Li Changjiang, director of the General Administration on Quality Supervision, Inspection and Quarantine, and Wei Chuanzhong, the administration’s deputy director, have identified measures that need to be implemented in order to guarantee the safety of exported food. This includes inspections at food sources and ports, more random sample testing and increased cooperation with the United States. They also identified a need for better law enforcement and punishment for those who ignore food safety rules.

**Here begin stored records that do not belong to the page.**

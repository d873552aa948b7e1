// src/engine/service.rs

//! Read-compute-write operations over a catalog and a store.
//!
//! The service owns no state of its own. Every call reloads what it needs
//! from the store, runs the pure engine and writes the result back; races are
//! settled by the store's uniqueness constraints.

use chrono::{DateTime, Utc};
use tracing::{debug, info};

use crate::api::{StepSubmission, SubmissionResponse};
use crate::catalog::{Catalog, CollectionPlan};
use crate::engagement::{Attempt, Engagement, EngagementDetail, EngagementStore};
use crate::engine::progression::{ProgressionEngine, ProgressionState};
use crate::engine::submission::SubmissionValidator;
use crate::errors::{Result, WayfinderError};
use crate::schema::SchemaDocument;
use crate::types::{CollectionId, EngagementId, QuestionId, UserId};

/// Whether a submission creates the step's detail or updates an existing one.
#[derive(Debug, Clone, Copy, PartialEq, Eq)]
pub enum SubmitMode {
    Create,
    Update,
}

pub struct EngagementService<'a, S: EngagementStore> {
    catalog: &'a Catalog,
    store: &'a S,
}

impl<'a, S: EngagementStore> EngagementService<'a, S> {
    pub fn new(catalog: &'a Catalog, store: &'a S) -> Self {
        Self { catalog, store }
    }

    pub fn catalog(&self) -> &'a Catalog {
        self.catalog
    }

    /// Start a new engagement of `user` with a collection.
    pub fn begin(
        &self,
        user: &UserId,
        collection: &CollectionId,
        started: DateTime<Utc>,
    ) -> Result<Engagement> {
        let plan = self
            .catalog
            .plan(collection)
            .ok_or_else(|| WayfinderError::NotFound(format!("collection {collection}")))?;

        let engagement = Engagement::new(plan.collection().id, user.clone(), started);
        self.store.create_engagement(engagement)
    }

    pub fn state(&self, user: &UserId, engagement: &EngagementId) -> Result<ProgressionState> {
        let (engagement, plan) = self.owned(user, engagement)?;
        ProgressionEngine::new(plan, self.store).compute(&engagement)
    }

    pub fn submit(
        &self,
        user: &UserId,
        engagement: &EngagementId,
        submission: StepSubmission,
        mode: SubmitMode,
    ) -> Result<SubmissionResponse> {
        let (engagement, plan) = self.owned(user, engagement)?;
        if engagement.is_finished() {
            return Err(WayfinderError::InvalidSubmission(format!(
                "engagement {} is already finished",
                engagement.id
            )));
        }

        let engine = ProgressionEngine::new(plan, self.store);
        let state = engine.compute(&engagement)?;

        let finishing = submission.is_finishing();
        let scored = SubmissionValidator::new(self.catalog, plan, self.store).validate_and_score(
            &engagement,
            &state,
            &submission.step_id,
            submission.answers,
            finishing,
        )?;

        let existing = self.store.detail(&engagement.id, &submission.step_id)?;
        let mut detail = match (mode, existing) {
            (SubmitMode::Create, Some(_)) => {
                return Err(WayfinderError::Conflict(format!(
                    "step {} already has a detail in engagement {}",
                    submission.step_id, engagement.id
                )));
            }
            (SubmitMode::Update, None) => {
                return Err(WayfinderError::NotFound(format!(
                    "no detail for step {} in engagement {}",
                    submission.step_id, engagement.id
                )));
            }
            (SubmitMode::Create, None) => {
                EngagementDetail::new(engagement.id, submission.step_id, submission.started)
            }
            (SubmitMode::Update, Some(detail)) => detail,
        };

        if let Some(answers) = scored.answers {
            detail.responses.push(Attempt {
                submitted_at: submission.finished.unwrap_or_else(Utc::now),
                answers,
            });
        }
        if submission.finished.is_some() {
            detail.finished = submission.finished;
        }

        let detail = match mode {
            SubmitMode::Create => self.store.insert_detail(detail)?,
            SubmitMode::Update => self.store.update_detail(detail)?,
        };

        let state = engine.compute(&engagement)?;
        debug!(
            engagement = %engagement.id,
            step = %detail.step_id,
            finished = detail.is_finished(),
            proceed = scored.may_proceed,
            "submission stored"
        );

        Ok(SubmissionResponse {
            detail,
            state: state.into(),
            proceed: scored.scored.then_some(scored.may_proceed),
        })
    }

    /// Finish an engagement; unfinished step details are discarded.
    pub fn finish(
        &self,
        user: &UserId,
        engagement: &EngagementId,
        finished: DateTime<Utc>,
    ) -> Result<Engagement> {
        let (engagement, _) = self.owned(user, engagement)?;
        if engagement.is_finished() {
            return Err(WayfinderError::InvalidSubmission(format!(
                "engagement {} is already finished",
                engagement.id
            )));
        }
        let engagement = self.store.finish_engagement(&engagement.id, finished)?;
        info!(engagement = %engagement.id, user = %user, "engagement finished");
        Ok(engagement)
    }

    /// Synthesized answer schema of a question.
    pub fn schema_for(&self, question: &QuestionId) -> Result<SchemaDocument> {
        let question = self
            .catalog
            .question(question)
            .ok_or_else(|| WayfinderError::NotFound(format!("question {question}")))?;
        Ok(question.answer_schema().clone())
    }

    /// Load an engagement owned by `user`. Someone else's engagement is
    /// reported exactly like a missing one.
    fn owned(&self, user: &UserId, id: &EngagementId) -> Result<(Engagement, &'a CollectionPlan)> {
        let engagement = self
            .store
            .engagement(id)?
            .filter(|e| &e.user_id == user)
            .ok_or_else(|| WayfinderError::NotFound(format!("engagement {id}")))?;

        let plan = self.catalog.plan(&engagement.collection_id).ok_or_else(|| {
            WayfinderError::NotFound(format!("collection {}", engagement.collection_id))
        })?;
        Ok((engagement, plan))
    }
}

A five-year plan was released in April and recently posed to the State Council’s web site, outlining steps to increase national inspections, surveillance and investigations of "major food safety incidents," in addition to recall efforts for bad products. The quality control administration has announced plans to begin its first recall system for unsafe products by the end of 2007.
There has been a long list of food safety infractions with products from China recently. U.S. inspectors have banned or turned away a number of Chinese exports in recent months, including wheat gluten tainted with melamine. Monkfish were discovered to have life-threatening levels of pufferfish toxins, frozen eel was laced with drugs, and juice was made with unsafe color additives.
Food safety is also a problem within China as the Health Ministry reported nearly 34,000 food-related illnesses in 2005.